PubliGroupe Aligns Real Media with Offline Sibling

New York-based online ad network and sales firm Real Media is now closer to a traditional-side corporate sibling, Dallas-based Publicitas North America.

Through terms of what the firms described as a strategic partnership, each will sell advertising packages containing elements of the other’s area of expertise. As a result, Real Media will offer online advertisers the opportunity to buy into Publicitas’ inventory in newspapers and magazines — and vice versa.

Initially, the two have said they’ve seen success in selling inventory they jointly represent, including the print and online version of The Financial Times, the San Francisco Chronicle, Investors Business Daily and the sports division of Miller Publishing Group (publisher of Tennis and Cruising World magazines).

“This is a tremendous opportunity for advertisers to take advantage of the cross-media synergies of our two companies,” said Publicitas North America president Joe Kelly. “Moving forward, this is how precisely defined campaigns will be run, across multiple platforms but from a central creative and accounting source. We expect this to enable far more effective campaigns and impactful branding for our clients, while conversely providing efficiencies that should save them money.”

But what does this mean for Real Media? Both Publicitas and Real Media are majority controlled by PubliGroupe, a Switzerland-based, publicly traded ad sales giant with offices in 80 countries worldwide.
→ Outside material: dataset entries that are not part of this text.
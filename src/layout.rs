//! Fixed canvas geometry: outer size, margins and the derived plot area.

use serde::{Deserialize, Serialize};

use crate::error::{ConfigurationError, Result};
use crate::geometry::Point;

/// Space reserved around the plot area, in pixels.
#[derive(Debug, Clone, Copy, PartialEq, Serialize, Deserialize)]
pub struct Margins {
    /// Top margin (title lives here).
    #[serde(default = "default_top")]
    pub top: f32,
    /// Right margin.
    #[serde(default = "default_right")]
    pub right: f32,
    /// Bottom margin (x tick labels and x label).
    #[serde(default = "default_bottom")]
    pub bottom: f32,
    /// Left margin (y tick labels and y label).
    #[serde(default = "default_left")]
    pub left: f32,
}

fn default_top() -> f32 {
    40.0
}
fn default_right() -> f32 {
    30.0
}
fn default_bottom() -> f32 {
    50.0
}
fn default_left() -> f32 {
    60.0
}

impl Margins {
    /// Create margins.
    #[must_use]
    pub const fn new(top: f32, right: f32, bottom: f32, left: f32) -> Self {
        Self {
            top,
            right,
            bottom,
            left,
        }
    }

    /// Same margin on all four sides.
    #[must_use]
    pub const fn uniform(margin: f32) -> Self {
        Self::new(margin, margin, margin, margin)
    }

    /// Top-left corner of the plot area in outer coordinates.
    #[must_use]
    pub const fn origin(&self) -> Point {
        Point::new(self.left, self.top)
    }
}

impl Default for Margins {
    fn default() -> Self {
        Self::new(default_top(), default_right(), default_bottom(), default_left())
    }
}

/// Size of the inner plot area.
#[derive(Debug, Clone, Copy, PartialEq)]
pub struct PlotArea {
    /// Inner width.
    pub width: f32,
    /// Inner height.
    pub height: f32,
}

/// Outer chart size plus margins.
#[derive(Debug, Clone, Copy, PartialEq, Serialize, Deserialize)]
pub struct Layout {
    /// Outer width in pixels.
    #[serde(default = "default_width")]
    pub width: f32,
    /// Outer height in pixels.
    #[serde(default = "default_height")]
    pub height: f32,
    /// Margins around the plot area.
    #[serde(default)]
    pub margins: Margins,
}

fn default_width() -> f32 {
    800.0
}
fn default_height() -> f32 {
    500.0
}

impl Default for Layout {
    fn default() -> Self {
        Self {
            width: default_width(),
            height: default_height(),
            margins: Margins::default(),
        }
    }
}

impl Layout {
    /// Create a layout.
    #[must_use]
    pub const fn new(width: f32, height: f32, margins: Margins) -> Self {
        Self {
            width,
            height,
            margins,
        }
    }

    /// Layout whose plot area is exactly `width` x `height` with zero margins.
    #[must_use]
    pub const fn plot_only(width: f32, height: f32) -> Self {
        Self::new(width, height, Margins::uniform(0.0))
    }

    /// Derived plot area.
    ///
    /// # Errors
    ///
    /// See [`compute_inner`].
    pub fn inner(&self) -> Result<PlotArea> {
        compute_inner(self.width, self.height, &self.margins)
    }
}

/// Compute the plot area left inside `outer` once `margins` are removed.
///
/// # Errors
///
/// Returns [`ConfigurationError::NonPositivePlotArea`] when either derived
/// dimension is not a positive finite number.
pub fn compute_inner(outer_width: f32, outer_height: f32, margins: &Margins) -> Result<PlotArea> {
    let width = outer_width - margins.left - margins.right;
    let height = outer_height - margins.top - margins.bottom;

    // NaN fails both comparisons.
    if !(width > 0.0 && height > 0.0) || !width.is_finite() || !height.is_finite() {
        return Err(ConfigurationError::NonPositivePlotArea { width, height }.into());
    }

    Ok(PlotArea { width, height })
}

#[cfg(test)]
mod tests {
    use super::*;
    use crate::error::Error;

    #[test]
    fn test_default_layout_inner() {
        let area = Layout::default().inner().unwrap();
        assert!((area.width - 710.0).abs() < f32::EPSILON);
        assert!((area.height - 410.0).abs() < f32::EPSILON);
    }

    #[test]
    fn test_plot_only() {
        let area = Layout::plot_only(100.0, 50.0).inner().unwrap();
        assert_eq!(area, PlotArea { width: 100.0, height: 50.0 });
    }

    #[test]
    fn test_margins_swallow_width() {
        let layout = Layout::new(80.0, 500.0, Margins::default());
        let err = layout.inner().unwrap_err();
        assert!(matches!(
            err,
            Error::Configuration(ConfigurationError::NonPositivePlotArea { .. })
        ));
    }

    #[test]
    fn test_zero_height_is_error() {
        let margins = Margins::new(25.0, 0.0, 25.0, 0.0);
        assert!(compute_inner(100.0, 50.0, &margins).is_err());
    }

    #[test]
    fn test_nan_is_error() {
        assert!(compute_inner(f32::NAN, 50.0, &Margins::uniform(0.0)).is_err());
        assert!(compute_inner(f32::INFINITY, 50.0, &Margins::uniform(0.0)).is_err());
    }

    #[test]
    fn test_origin() {
        assert_eq!(Margins::default().origin(), Point::new(60.0, 40.0));
    }
}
Earlier this year, PubliGroupe ousted Real Media’s former chief executive in favor of its own man, Walter Annasohn, who held a seat on the Web ad firm’s board of directors. Incidentally, Annasohn also is the CEO of Publicitas.

Additionally, Mark Walters, advertising director at Real Media’s Dallas office, will oversee joint advertising packages as managing director of integrated media — a title that he’ll hold officially at both firms.

Yet despite outward appearances, Real Media says it’s still very much an independent operating unit.

“This is not about consolidation within the PubliGroupe family,” said vice president of marketing Mark Naples. “We’re seeing so many advertisers that want to do these things in a more complementary way. You think of doing a print media buy and getting a value-add of online, but we’re getting as many opportunities in the other direction. So we really see these [kinds of ad packages] as whole … solution.”

At any rate, Real Media’s not the first interactive advertising play to be brought alongside a traditional agency. This year has seen massive consolidation among online advertising shops and their publicly-traded corporate parents, which are aiming to stem their losses from the deteriorating Web ad industry.

Havas kicked off the consolidation spree in February, absorbing i-shop Circle.com into its Euro RSCG Worldwide ad unit.

In March, Omnicom shifted i-shop Organic closer to BBDO Worldwide in a similar strategic partnership, while announcing a larger restructuring of its interactive agency holdings (including its position in Organic, Razorfish and Agency.com).

Also in March, Grey Global Group rolled Web agency Beyond Interactive into its MediaCom media buying unit. In May, Grey also rolled Elemental Interactive in with public relations agency GCI.

Nevertheless, Real Media describes Tuesday’s alignment as a far cry from these reorganizations. Instead, according to executives, the partnership is merely a practical way to leverage two complementary — yet entirely distinct — areas of expertise.

“Real Media is committed to providing digital marketing solutions to advertisers,” said Silvana Imperiali, who is the firm’s executive vice president and chief operating officer of North America and Latin America. “Our strategic alliance with Publicitas is a major step in our ability to bring more advertisers to the Web more effectively.”